Most of my friends at work and in my personal life collect or read comics regularly. Some geek out on when new issues are released and buy all the alternate covers for each issues. Others are more casual about it and subscribe to some of the online comic services. They reminisce of series they have read, writers they like, and artists they love.
Most of these same friends also identify with being geeks.
My family had an TI-99 4a growing up, but I didn't really understand the point of BASIC. I just typed in the example code in the manual and a block figure danced across the screen. I didn't really explore. I had a neighborhood friend who's family had an Apple IIe and a IBM Personal Computer. I played with both of them when I visited his house, but again it wasn't really that intriguing at the time.
What I did growing up was more or less what you see depicted in movies, magazines, and books about your typical American boy upbringing. I played lots of sports, rarely played inside, played more sports, set fire to grass clippings with a magnifying glass, played more sports, and rode miles upon miles around my neighborhood on my sweet BMX bike. What you would probably assume if your typical jock upbringing.
As I got more to high school age, I really liked the computer course I took as an elective, but I never thought it would amount to a career. In fact I started college wanting to study Pharmacy. Three years into that plan I took a Computer Science I course as an elective. My thought process was that I knew almost every industry was moving towards computerizing as much of that industry as they could. If I could get a jump on that I would have a leg up when I got out into the real world of working in a Pharmacy.
The CS class wasn't exactly what I had imagined it to be. We learned the basics of Pascal, wrote simple programs, and then ran them on the VAX. It wasn't what I thought it would be, but it wasn't that hard to me either. We moved on to introduce more and more complex logic and control flows, etc. and it still wasn't that hard to me. In fact it came sort of naturally it seemed. What was hard to me though was knowing how to synthesize a methylated alcohol in my chemistry lab and having to memorizing the infinite possibilities of chemical bonding to benzene rings. It was utterly maddening having to memorize all that exceptions to the rules for organic chemistry. I wanted a rule that I could apply to something and I could get an expected result.
So I get into my second go around of Organic Chemistry I and II because I didn't get a high enough grades in them the first time around to get into pharmacy school. It was still just infuriating as it was the first time I took them, but I did better in them the second time, but not as well as I would have liked. All the while I'm still taking CS courses because I'm using them as my filler course since to me they were easy A's. Turns out not everyone thought that they were easy A's. As a Pharmacy major, I was blowing the curves for CS majors. Long story short, I finally made the decision to switch to a CS Major because it was less effort for me and it had a really bright future.
Back to the storyline, I was a college Junior before I really got my first taste of geekdom. I was writing programs for fun, I was logging into BBS's, and playing Hexen 2 and Doom 2 in all night LAN parties with my friends. I even became the Computer Club president and the operator of a local BBS. I got a CS related job and moved to Austin.
I was slowly edging towards geekdom, but I didn't identify as one yet. I was doing more and more geeky things, but I still was a fanatic about watching sports and participating in them as I could.
A truthism about working in the software field is that there are a lot of like minded people gravitating towards those positions. My circle of friends evolved into a people who consider themselves geeks. Over the years I've been exposed to most of the geeky things through those friends and colleagues, but I've not participated in a lot of them. I was too busy watching or playing sports, out enjoying Austin's nightlife, or floating on one of the Central Texas rivers.

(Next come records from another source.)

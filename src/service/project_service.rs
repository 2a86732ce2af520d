//! Project use cases

use serde::Serialize;
use tracing::info;

use super::clock::{Clock, SystemClock};
use super::error::{ServiceError, ServiceResult};
use crate::domain::{Project, ProjectId, ProjectPatch, StatusCounts, TodoFilter, TodoStatus};
use crate::storage::{ProjectRepository, TodoRepository};

/// A project with the todo counts per status
#[derive(Debug, Clone, PartialEq, Serialize)]
pub struct ProjectSummary {
    #[serde(flatten)]
    pub project: Project,
    pub counts: StatusCounts,
}

pub struct ProjectService<P, T, C = SystemClock> {
    projects: P,
    todos: T,
    clock: C,
}

impl<P, T, C> ProjectService<P, T, C>
where
    P: ProjectRepository,
    T: TodoRepository,
    C: Clock,
{
    pub fn new(projects: P, todos: T, clock: C) -> Self {
        Self {
            projects,
            todos,
            clock,
        }
    }

    fn not_found(id: &str) -> ServiceError {
        ServiceError::NotFound {
            entity: "Project",
            id: id.to_string(),
        }
    }

    fn valid_name(name: &str) -> ServiceResult<String> {
        let name = name.trim();
        if name.is_empty() {
            return Err(ServiceError::Validation(
                "Project name must not be empty".to_string(),
            ));
        }
        Ok(name.to_string())
    }

    fn ensure_unique(&self, name: &str, except: Option<&ProjectId>) -> ServiceResult<()> {
        match self.projects.find_by_name(name)? {
            Some(existing) if Some(&existing.id) != except => Err(ServiceError::AlreadyExists {
                entity: "Project",
                name: name.to_string(),
            }),
            _ => Ok(()),
        }
    }

    pub fn create(&self, name: &str, description: Option<String>) -> ServiceResult<Project> {
        let name = Self::valid_name(name)?;
        self.ensure_unique(&name, None)?;

        let now = self.clock.now();
        let mut project = Project::new(ProjectId::generate(&name, now), name, now);
        project.description = description.filter(|d| !d.trim().is_empty());

        self.projects.create(&project)?;
        info!(project_id = %project.id, name = %project.name, "created project");
        Ok(project)
    }

    /// Looks a project up by id, then by name
    pub fn resolve(&self, key: &str) -> ServiceResult<Project> {
        if let Ok(id) = key.parse::<ProjectId>() {
            if let Some(project) = self.projects.find_by_id(&id)? {
                return Ok(project);
            }
        }
        self.projects
            .find_by_name(key)?
            .ok_or_else(|| Self::not_found(key))
    }

    /// Project with todo counts per status
    pub fn get(&self, key: &str) -> ServiceResult<ProjectSummary> {
        let project = self.resolve(key)?;
        let filter = TodoFilter {
            project_id: Some(project.id.clone()),
            ..TodoFilter::default()
        };

        let mut counts = StatusCounts::default();
        for todo in self.todos.find_all(&filter)? {
            match todo.status {
                TodoStatus::Pending => counts.pending += 1,
                TodoStatus::InProgress => counts.in_progress += 1,
                TodoStatus::Completed => counts.completed += 1,
            }
        }

        Ok(ProjectSummary { project, counts })
    }

    pub fn list(&self) -> ServiceResult<Vec<Project>> {
        Ok(self.projects.find_all()?)
    }

    pub fn update(&self, key: &str, patch: ProjectPatch) -> ServiceResult<Project> {
        if patch == ProjectPatch::default() {
            return Err(ServiceError::Validation("Nothing to update".to_string()));
        }
        let project = self.resolve(key)?;

        let mut patch = patch;
        if let Some(name) = &patch.name {
            let name = Self::valid_name(name)?;
            self.ensure_unique(&name, Some(&project.id))?;
            patch.name = Some(name);
        }

        let updated = self
            .projects
            .update(&project.id, &patch, self.clock.now())?
            .ok_or_else(|| Self::not_found(project.id.as_str()))?;
        info!(project_id = %updated.id, "updated project");
        Ok(updated)
    }

    pub fn rename(&self, key: &str, name: &str) -> ServiceResult<Project> {
        self.update(
            key,
            ProjectPatch {
                name: Some(name.to_string()),
                ..ProjectPatch::default()
            },
        )
    }

    /// Deletes a project. Its todos stay, without a project.
    pub fn delete(&self, key: &str) -> ServiceResult<Project> {
        let project = self.resolve(key)?;
        if !self.projects.delete(&project.id)? {
            return Err(Self::not_found(key));
        }
        info!(project_id = %project.id, "deleted project");
        Ok(project)
    }
}
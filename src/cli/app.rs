//! Main CLI application structure

use std::env;
use std::path::PathBuf;
use std::process::ExitCode;

use anyhow::Result;
use clap::{Parser, Subcommand};
use tracing::{debug, warn};
use tracing_subscriber::prelude::*;
use tracing_subscriber::{fmt, EnvFilter};

use super::output::Output;
use super::{dep, project, subtask, tag, todo};
use crate::domain::{IdError, TodoId, Transition};
use crate::service::ServiceError;
use crate::storage::{Config, OutputFormat, Workspace};

#[derive(Parser)]
#[command(name = "todo")]
#[command(author, version, about = "Local todo tracker with dependencies and work timing")]
#[command(propagate_version = true)]
pub struct Cli {
    /// Output format (defaults to the global config, then text)
    #[arg(long, short = 'f', global = true)]
    pub format: Option<OutputFormat>,

    /// Enable debug logging on stderr
    #[arg(long, short = 'v', global = true)]
    pub verbose: bool,

    #[command(subcommand)]
    pub command: Commands,
}

#[derive(Subcommand)]
pub enum Commands {
    /// Initialize a todo workspace
    Init {
        /// Path to initialize (defaults to current directory)
        #[arg(default_value = ".")]
        path: PathBuf,
    },

    /// Add a todo
    Add(todo::AddArgs),

    /// List todos
    List(todo::ListArgs),

    /// Show todo details
    Show { id: TodoId },

    /// Change a todo's title, description, priority, project or due date
    Update(todo::UpdateArgs),

    /// Delete a todo with its dependencies, subtasks and activity
    Delete { id: TodoId },

    /// Start working on a todo
    Start { id: TodoId },

    /// Pause active work
    Pause { id: TodoId },

    /// Resume paused work
    Resume { id: TodoId },

    /// Mark a todo as completed
    #[command(alias = "complete")]
    Done { id: TodoId },

    /// Reopen a completed todo
    Reopen { id: TodoId },

    /// Show tracked work time
    Time { id: TodoId },

    /// Show the activity log of a todo, newest first
    Activity { id: TodoId },

    /// Manage dependencies between todos
    #[command(subcommand)]
    Dep(dep::DepCommands),

    /// Manage projects
    #[command(subcommand)]
    Project(project::ProjectCommands),

    /// Manage tags
    #[command(subcommand)]
    Tag(tag::TagCommands),

    /// Manage subtasks
    #[command(subcommand)]
    Subtask(subtask::SubtaskCommands),
}

fn init_tracing(verbose: bool) {
    let filter = EnvFilter::try_from_env("TODO_LOG").unwrap_or_else(|_| {
        EnvFilter::new(if verbose {
            "todo_cli=debug"
        } else {
            "todo_cli=warn"
        })
    });

    let format = env::var("TODO_LOG_FORMAT").unwrap_or_else(|_| "compact".to_string());

    let registry = tracing_subscriber::registry().with(filter);

    match format.as_str() {
        "json" => {
            registry
                .with(fmt::layer().json().with_ansi(false).with_writer(std::io::stderr))
                .init();
        }
        _ => {
            registry
                .with(fmt::layer().compact().with_writer(std::io::stderr))
                .init();
        }
    }
}

/// `--format` wins, then the global config, then text
fn resolve_format(flag: Option<OutputFormat>) -> OutputFormat {
    if let Some(format) = flag {
        return format;
    }

    match Config::load_global() {
        Ok(global) => global.default_format,
        Err(e) => {
            warn!(error = ?e, "ignoring unreadable global config");
            OutputFormat::default()
        }
    }
}

/// Exit code for a failed command
pub fn exit_code(err: &anyhow::Error) -> u8 {
    if let Some(service) = err.downcast_ref::<ServiceError>() {
        return service.exit_code();
    }
    if err.downcast_ref::<IdError>().is_some() {
        return 2;
    }
    1
}

/// Main entry point for the CLI
pub fn run() -> ExitCode {
    let cli = Cli::parse();
    init_tracing(cli.verbose);

    let output = Output::new(resolve_format(cli.format));

    match execute(cli.command, &output) {
        Ok(()) => {
            debug!("command completed");
            ExitCode::SUCCESS
        }
        Err(err) => {
            output.error(&err);
            ExitCode::from(exit_code(&err))
        }
    }
}

fn execute(command: Commands, output: &Output) -> Result<()> {
    match command {
        Commands::Init { path } => {
            let workspace = Workspace::init(path)?;
            output.success(&format!(
                "Initialized todo workspace at {}",
                workspace.root().display()
            ));
            Ok(())
        }

        Commands::Add(args) => todo::add(output, args),
        Commands::List(args) => todo::list(output, args),
        Commands::Show { id } => todo::show(output, &id),
        Commands::Update(args) => todo::update(output, args),
        Commands::Delete { id } => todo::delete(output, &id),

        Commands::Start { id } => todo::transition(output, &id, Transition::Start),
        Commands::Pause { id } => todo::transition(output, &id, Transition::Pause),
        Commands::Resume { id } => todo::transition(output, &id, Transition::Resume),
        Commands::Done { id } => todo::transition(output, &id, Transition::Complete),
        Commands::Reopen { id } => todo::transition(output, &id, Transition::Reopen),

        Commands::Time { id } => todo::time(output, &id),
        Commands::Activity { id } => todo::activity(output, &id),

        Commands::Dep(cmd) => dep::run(cmd, output),
        Commands::Project(cmd) => project::run(cmd, output),
        Commands::Tag(cmd) => tag::run(cmd, output),
        Commands::Subtask(cmd) => subtask::run(cmd, output),
    }
}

But over the years, I've gotten older. I don't play sports anymore, I don't have that much interest in watching sports. I don't watch a lot of network TV. I mostly just work. I enjoy it and it gives me something to do with my extra time. I now identify as a geek myself, and even when I'm not working I'm probably still playing a PS4 game or working on a personal web project on the side.
But when I listen to my friends and colleagues talk about the things they do on the weekends and things they do for fun seems really foreign to me. I've never really played board games, and I haven't ever bought and read a comic book.
The more I listened to those people, then more intrigued I've been about what I missed had I had started out with a geek background. One of my good friends is much like me in his background, and we were chatting about this very thing, being a Late Blooming Geek or better yet a person who identifies as a geek much later in life.
While I overlap with my friends in our love of technology and programming, I don't relate to them talking about playing Settler's Catan, or going to the latest comic convention, or even reading the latest issue Amazing X-Men. It's just not something I've ever been exposed to.
Like everyone else I want to belong to the group I identify with. It's part of our human nature. So I'm trying to set out to remedy this.
Tonight as I was picking up dinner there was a comic store next door. I stepped inside and was almost overwhelmed with sheer number of choices. I felt embarrassed, but I asked the person working, "I don't know anything about comics, how do I get started?"
Tonight I picked up my first comic ever.